Diese Information ist mir ziemlich egal. Wenn ich Quellcode lese, dann möchte ich (so abstrakt wie möglich), wissen was sie macht. Das kann ich am besten, wenn die Variable dort zum ersten Mal auftaucht, wo sie auch benutzt wird. Alles andere sind unnötige Informationen. Wenn eine Variable erst in einer Schleife benutzt und deklariert wird, dann weiss ich genau, dass ich diese Variable ausserhalb des Scopes wieder vergessen kann. Werden alle Variablen hingegen am Anfang deklariert, dann kann ich überhaupt keine Aussage darüber treffen, wann sie benutzt werden.



> Obendrein bekomm ich direktes Feedback vom Quellcode: Wenn ich feststellen muss, dass in meiner Methode sehr viele Variablen deklariert werden, kann ich davon ausgehen, dass die Methode zu viel macht und 2 Methoden die bessere Wahl waeren.
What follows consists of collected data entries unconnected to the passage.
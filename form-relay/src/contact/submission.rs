//! Contact form payload and validation.

use serde::{Deserialize, Deserializer};
use serde_json::Value;

/// Raw contact form body as posted by the browser.
///
/// Every field is optional here; a value that is not a JSON string is
/// treated as missing so that `{"firstName": 42}` fails validation rather
/// than deserialization. `phone` also accepts a JSON number.
#[derive(Debug, Clone, Default, Deserialize)]
#[serde(rename_all = "camelCase")]
pub struct ContactRequest {
    #[serde(default, deserialize_with = "string_or_none")]
    pub first_name: Option<String>,
    #[serde(default, deserialize_with = "string_or_none")]
    pub last_name: Option<String>,
    #[serde(default, deserialize_with = "string_or_none")]
    pub email: Option<String>,
    #[serde(default, deserialize_with = "phone_as_text")]
    pub phone: Option<String>,
    #[serde(default, deserialize_with = "string_or_none")]
    pub message: Option<String>,
}

fn string_or_none<'de, D>(deserializer: D) -> Result<Option<String>, D::Error>
where
    D: Deserializer<'de>,
{
    Ok(match Value::deserialize(deserializer)? {
        Value::String(s) => Some(s),
        _ => None,
    })
}

/// Phone numbers are often posted as JSON numbers; render those as text.
fn phone_as_text<'de, D>(deserializer: D) -> Result<Option<String>, D::Error>
where
    D: Deserializer<'de>,
{
    Ok(match Value::deserialize(deserializer)? {
        Value::String(s) => Some(s),
        Value::Number(n) => Some(n.to_string()),
        _ => None,
    })
}

/// A submission whose required fields are all present and non-blank.
///
/// Values are kept exactly as submitted; trimming only decides emptiness.
#[derive(Debug, Clone, PartialEq, Eq)]
pub struct ContactSubmission {
    pub first_name: String,
    pub last_name: String,
    pub email: String,
    pub phone: Option<String>,
    pub message: String,
}

/// Validation failure listing the required fields that were missing or blank.
#[derive(Debug, Clone, PartialEq, Eq, thiserror::Error)]
#[error("missing required fields: {}", .missing.join(", "))]
pub struct MissingFields {
    pub missing: Vec<&'static str>,
}

impl ContactRequest {
    /// Parse a request body, treating anything unparseable as an empty form.
    pub fn from_json_slice(body: &[u8]) -> Self {
        serde_json::from_slice(body).unwrap_or_default()
    }

    /// Check the required fields and produce a [`ContactSubmission`].
    pub fn validate(self) -> Result<ContactSubmission, MissingFields> {
        let mut missing = Vec::new();

        let first_name = take_required(self.first_name, "firstName", &mut missing);
        let last_name = take_required(self.last_name, "lastName", &mut missing);
        let email = take_required(self.email, "email", &mut missing);
        let message = take_required(self.message, "message", &mut missing);

        match (first_name, last_name, email, message) {
            (Some(first_name), Some(last_name), Some(email), Some(message)) => {
                Ok(ContactSubmission {
                    first_name,
                    last_name,
                    email,
                    phone: self.phone.filter(|p| !p.is_empty()),
                    message,
                })
            }
            _ => Err(MissingFields { missing }),
        }
    }
}

fn take_required(
    value: Option<String>,
    name: &'static str,
    missing: &mut Vec<&'static str>,
) -> Option<String> {
    match value {
        Some(v) if !v.trim().is_empty() => Some(v),
        _ => {
            missing.push(name);
            None
        }
    }
}

#[cfg(test)]
mod tests {
    use super::*;

    fn full_request() -> ContactRequest {
        ContactRequest {
            first_name: Some("Ada".to_string()),
            last_name: Some("Lovelace".to_string()),
            email: Some("ada@example.com".to_string()),
            phone: Some("+44 20 7946 0000".to_string()),
            message: Some("Hello there".to_string()),
        }
    }

    #[test]
    fn test_validate_full_request() {
        let submission = full_request().validate().unwrap();
        assert_eq!(submission.first_name, "Ada");
        assert_eq!(submission.email, "ada@example.com");
        assert_eq!(submission.phone.as_deref(), Some("+44 20 7946 0000"));
    }

    #[test]
    fn test_validate_keeps_values_untrimmed() {
        let mut request = full_request();
        request.first_name = Some("  Ada ".to_string());
        let submission = request.validate().unwrap();
        assert_eq!(submission.first_name, "  Ada ");
    }

    #[test]
    fn test_validate_reports_each_missing_field() {
        let request = ContactRequest {
            first_name: None,
            last_name: Some("".to_string()),
            email: Some(" \t\n".to_string()),
            phone: None,
            message: Some("hi".to_string()),
        };
        let err = request.validate().unwrap_err();
        assert_eq!(err.missing, vec!["firstName", "lastName", "email"]);
        assert_eq!(
            err.to_string(),
            "missing required fields: firstName, lastName, email"
        );
    }

    #[test]
    fn test_validate_blank_message() {
        let mut request = full_request();
        request.message = Some("   ".to_string());
        assert_eq!(request.validate().unwrap_err().missing, vec!["message"]);
    }

    #[test]
    fn test_phone_is_optional() {
        let mut request = full_request();
        request.phone = None;
        assert_eq!(request.validate().unwrap().phone, None);

        let mut request = full_request();
        request.phone = Some(String::new());
        assert_eq!(request.validate().unwrap().phone, None);
    }

    #[test]
    fn test_from_json_slice_camel_case() {
        let body = br#"{
            "firstName": "Ada",
            "lastName": "Lovelace",
            "email": "ada@example.com",
            "message": "line1\nline2",
            "extra": "ignored"
        }"#;
        let request = ContactRequest::from_json_slice(body);
        assert_eq!(request.first_name.as_deref(), Some("Ada"));
        assert_eq!(request.message.as_deref(), Some("line1\nline2"));
        assert_eq!(request.phone, None);
    }

    #[test]
    fn test_from_json_slice_non_string_values_are_missing() {
        let body = br#"{
            "firstName": 42,
            "lastName": null,
            "email": ["ada@example.com"],
            "phone": true,
            "message": {"text": "hi"}
        }"#;
        let request = ContactRequest::from_json_slice(body);
        assert_eq!(request.first_name, None);
        assert_eq!(request.last_name, None);
        assert_eq!(request.email, None);
        assert_eq!(request.phone, None);
        assert_eq!(request.message, None);
    }

    #[test]
    fn test_from_json_slice_numeric_phone_is_text() {
        let body = br#"{"firstName": "Ada", "phone": 5551234}"#;
        let request = ContactRequest::from_json_slice(body);
        assert_eq!(request.phone.as_deref(), Some("5551234"));
    }

    #[test]
    fn test_from_json_slice_garbage_is_empty() {
        let request = ContactRequest::from_json_slice(b"{not json");
        assert!(request.first_name.is_none());
        assert_eq!(request.validate().unwrap_err().missing.len(), 4);

        let request = ContactRequest::from_json_slice(b"[1, 2, 3]");
        assert!(request.email.is_none());
    }
}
Das Feedback hast Du direkt, wenn Du Dir die LOCs der Methode anguckst. Wozu bitte noch alle Variablen auf einem Haufen sehen?


----------



## Saxony (18. Aug 2008)

Hiho,

die Deklaration an der Stelle wo die Variable auch gebraucht wird, halte ich auch für am besten. Solche Var Cluster zu Beginn einer Methode waren mir persönlich schon immer ein Graus.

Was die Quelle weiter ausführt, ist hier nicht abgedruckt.